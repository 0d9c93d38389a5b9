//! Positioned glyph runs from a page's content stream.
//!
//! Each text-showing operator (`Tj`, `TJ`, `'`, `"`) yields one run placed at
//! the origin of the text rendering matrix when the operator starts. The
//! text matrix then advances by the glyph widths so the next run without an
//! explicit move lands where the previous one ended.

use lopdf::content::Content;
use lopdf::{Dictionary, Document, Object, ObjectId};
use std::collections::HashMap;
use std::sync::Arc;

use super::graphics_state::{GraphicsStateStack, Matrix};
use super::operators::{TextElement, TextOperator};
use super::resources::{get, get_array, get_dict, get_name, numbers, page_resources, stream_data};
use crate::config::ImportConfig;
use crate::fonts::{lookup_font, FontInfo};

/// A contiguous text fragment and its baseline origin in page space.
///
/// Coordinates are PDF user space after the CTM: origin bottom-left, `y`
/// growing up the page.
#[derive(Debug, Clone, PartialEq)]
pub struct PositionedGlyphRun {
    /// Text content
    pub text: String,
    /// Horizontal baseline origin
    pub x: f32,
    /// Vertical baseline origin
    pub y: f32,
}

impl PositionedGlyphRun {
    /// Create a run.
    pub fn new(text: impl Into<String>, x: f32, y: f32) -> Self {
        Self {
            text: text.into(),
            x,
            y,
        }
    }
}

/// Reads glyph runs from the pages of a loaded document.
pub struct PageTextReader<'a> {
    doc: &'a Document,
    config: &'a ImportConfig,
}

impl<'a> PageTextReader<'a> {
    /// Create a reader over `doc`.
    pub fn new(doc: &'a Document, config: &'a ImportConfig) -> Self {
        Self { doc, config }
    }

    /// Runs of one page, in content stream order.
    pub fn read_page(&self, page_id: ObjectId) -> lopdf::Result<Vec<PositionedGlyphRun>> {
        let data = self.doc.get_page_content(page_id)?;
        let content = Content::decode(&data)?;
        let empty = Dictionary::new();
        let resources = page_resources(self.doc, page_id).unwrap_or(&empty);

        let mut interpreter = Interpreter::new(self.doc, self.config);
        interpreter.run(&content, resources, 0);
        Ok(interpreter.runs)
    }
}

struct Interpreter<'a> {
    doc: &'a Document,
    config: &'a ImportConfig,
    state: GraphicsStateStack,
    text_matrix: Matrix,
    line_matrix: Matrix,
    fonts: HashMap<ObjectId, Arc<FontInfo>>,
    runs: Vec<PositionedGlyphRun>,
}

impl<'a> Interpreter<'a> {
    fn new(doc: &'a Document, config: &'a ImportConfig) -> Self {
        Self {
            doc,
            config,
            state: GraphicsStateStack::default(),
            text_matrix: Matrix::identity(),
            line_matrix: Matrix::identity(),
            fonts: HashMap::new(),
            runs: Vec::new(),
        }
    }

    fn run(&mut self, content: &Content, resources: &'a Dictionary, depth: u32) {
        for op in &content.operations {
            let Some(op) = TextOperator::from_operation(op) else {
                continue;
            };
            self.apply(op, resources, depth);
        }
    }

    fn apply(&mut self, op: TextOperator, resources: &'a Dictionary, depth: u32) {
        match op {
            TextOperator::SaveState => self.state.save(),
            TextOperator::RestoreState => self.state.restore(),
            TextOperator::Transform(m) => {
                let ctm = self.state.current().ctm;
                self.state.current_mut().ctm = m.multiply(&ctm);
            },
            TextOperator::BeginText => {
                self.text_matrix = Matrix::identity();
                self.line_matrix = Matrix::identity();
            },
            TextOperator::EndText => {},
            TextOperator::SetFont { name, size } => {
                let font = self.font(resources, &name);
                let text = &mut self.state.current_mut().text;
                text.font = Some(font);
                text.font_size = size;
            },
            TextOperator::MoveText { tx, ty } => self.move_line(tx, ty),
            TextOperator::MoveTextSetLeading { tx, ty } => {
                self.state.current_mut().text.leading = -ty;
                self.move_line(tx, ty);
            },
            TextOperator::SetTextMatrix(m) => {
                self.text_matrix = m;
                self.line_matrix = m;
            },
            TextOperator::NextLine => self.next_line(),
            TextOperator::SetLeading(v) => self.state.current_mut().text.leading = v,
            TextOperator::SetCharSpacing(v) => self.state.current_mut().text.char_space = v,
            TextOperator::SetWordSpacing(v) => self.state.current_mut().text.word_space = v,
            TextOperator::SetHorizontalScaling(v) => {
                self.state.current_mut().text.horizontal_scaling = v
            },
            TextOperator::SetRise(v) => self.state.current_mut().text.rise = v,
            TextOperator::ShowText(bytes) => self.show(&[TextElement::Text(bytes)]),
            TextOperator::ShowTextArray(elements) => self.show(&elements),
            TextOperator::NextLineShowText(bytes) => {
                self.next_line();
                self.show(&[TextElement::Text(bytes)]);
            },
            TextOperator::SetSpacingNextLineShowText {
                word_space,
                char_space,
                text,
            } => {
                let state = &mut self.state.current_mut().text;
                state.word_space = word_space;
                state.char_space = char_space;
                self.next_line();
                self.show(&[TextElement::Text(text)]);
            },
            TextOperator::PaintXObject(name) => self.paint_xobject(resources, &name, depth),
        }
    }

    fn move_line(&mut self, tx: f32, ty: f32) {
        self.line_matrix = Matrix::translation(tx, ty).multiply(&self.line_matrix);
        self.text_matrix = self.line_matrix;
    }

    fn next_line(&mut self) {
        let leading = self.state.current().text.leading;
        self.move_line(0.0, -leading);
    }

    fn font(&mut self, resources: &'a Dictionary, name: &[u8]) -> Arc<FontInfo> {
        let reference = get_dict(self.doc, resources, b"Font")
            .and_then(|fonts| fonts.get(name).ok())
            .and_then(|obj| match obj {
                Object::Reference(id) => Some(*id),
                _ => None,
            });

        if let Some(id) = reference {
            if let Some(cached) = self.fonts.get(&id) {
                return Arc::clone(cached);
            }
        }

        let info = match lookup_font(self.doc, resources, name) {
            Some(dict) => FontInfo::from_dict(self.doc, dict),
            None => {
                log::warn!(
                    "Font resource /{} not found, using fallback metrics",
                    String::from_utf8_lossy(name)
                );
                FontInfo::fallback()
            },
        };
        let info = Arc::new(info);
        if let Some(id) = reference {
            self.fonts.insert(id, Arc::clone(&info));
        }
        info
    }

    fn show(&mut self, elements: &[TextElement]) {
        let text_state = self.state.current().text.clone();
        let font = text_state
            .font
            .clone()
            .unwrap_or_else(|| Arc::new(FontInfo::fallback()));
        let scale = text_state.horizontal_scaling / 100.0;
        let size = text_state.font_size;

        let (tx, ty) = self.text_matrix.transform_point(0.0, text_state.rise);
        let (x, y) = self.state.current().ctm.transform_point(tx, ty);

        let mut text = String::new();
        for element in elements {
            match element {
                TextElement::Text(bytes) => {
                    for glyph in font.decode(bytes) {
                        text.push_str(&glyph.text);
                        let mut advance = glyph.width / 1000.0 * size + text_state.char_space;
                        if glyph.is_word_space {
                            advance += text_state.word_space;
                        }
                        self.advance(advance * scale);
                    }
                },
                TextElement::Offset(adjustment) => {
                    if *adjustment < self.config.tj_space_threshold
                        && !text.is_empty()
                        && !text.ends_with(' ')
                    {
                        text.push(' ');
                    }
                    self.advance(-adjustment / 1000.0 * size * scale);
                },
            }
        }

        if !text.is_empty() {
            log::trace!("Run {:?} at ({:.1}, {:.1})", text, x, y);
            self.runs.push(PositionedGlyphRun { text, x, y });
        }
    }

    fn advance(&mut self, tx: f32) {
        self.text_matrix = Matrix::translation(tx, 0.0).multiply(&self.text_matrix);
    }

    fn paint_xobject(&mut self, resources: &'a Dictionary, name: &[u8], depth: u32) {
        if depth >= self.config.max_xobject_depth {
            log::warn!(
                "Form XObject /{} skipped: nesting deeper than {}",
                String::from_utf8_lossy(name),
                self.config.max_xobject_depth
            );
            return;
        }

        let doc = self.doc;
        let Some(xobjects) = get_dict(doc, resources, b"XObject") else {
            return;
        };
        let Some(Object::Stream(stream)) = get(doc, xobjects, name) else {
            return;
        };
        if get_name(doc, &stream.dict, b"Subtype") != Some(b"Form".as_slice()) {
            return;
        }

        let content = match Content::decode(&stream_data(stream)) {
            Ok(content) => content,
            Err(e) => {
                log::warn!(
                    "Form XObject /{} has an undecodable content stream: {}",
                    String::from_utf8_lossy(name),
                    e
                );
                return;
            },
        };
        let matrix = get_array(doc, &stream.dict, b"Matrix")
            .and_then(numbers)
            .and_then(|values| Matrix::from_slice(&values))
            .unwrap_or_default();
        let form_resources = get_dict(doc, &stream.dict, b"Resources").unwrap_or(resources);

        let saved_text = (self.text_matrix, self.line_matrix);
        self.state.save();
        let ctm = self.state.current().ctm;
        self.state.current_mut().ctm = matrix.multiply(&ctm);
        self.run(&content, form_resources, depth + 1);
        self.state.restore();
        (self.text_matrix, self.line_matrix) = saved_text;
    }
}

------------------------------------------------------------

Lines after the one containing "a loaded document." are not part of the task. Output the entries exactly from their first line through that one.

YOUR RESPONSE ▸
repository 0d9c93d38389a5b9
//! Positioned glyph runs from a page's content stream.
//!
//! Each text-showing operator (`Tj`, `TJ`, `'`, `"`) yields one run placed at
//! the origin of the text rendering matrix when the operator starts. The
//! text matrix then advances by the glyph widths so the next run without an
//! explicit move lands where the previous one ended.

use lopdf::content::Content;
use lopdf::{Dictionary, Document, Object, ObjectId};
use std::collections::HashMap;
use std::sync::Arc;

use super::graphics_state::{GraphicsStateStack, Matrix};
use super::operators::{TextElement, TextOperator};
use super::resources::{get, get_array, get_dict, get_name, numbers, page_resources, stream_data};
use crate::config::ImportConfig;
use crate::fonts::{lookup_font, FontInfo};

/// A contiguous text fragment and its baseline origin in page space.
///
/// Coordinates are PDF user space after the CTM: origin bottom-left, `y`
/// growing up the page.
#[derive(Debug, Clone, PartialEq)]
pub struct PositionedGlyphRun {
    /// Text content
    pub text: String,
    /// Horizontal baseline origin
    pub x: f32,
    /// Vertical baseline origin
    pub y: f32,
}

impl PositionedGlyphRun {
    /// Create a run.
    pub fn new(text: impl Into<String>, x: f32, y: f32) -> Self {
        Self {
            text: text.into(),
            x,
            y,
        }
    }
}

/// Reads glyph runs from the pages of a loaded document.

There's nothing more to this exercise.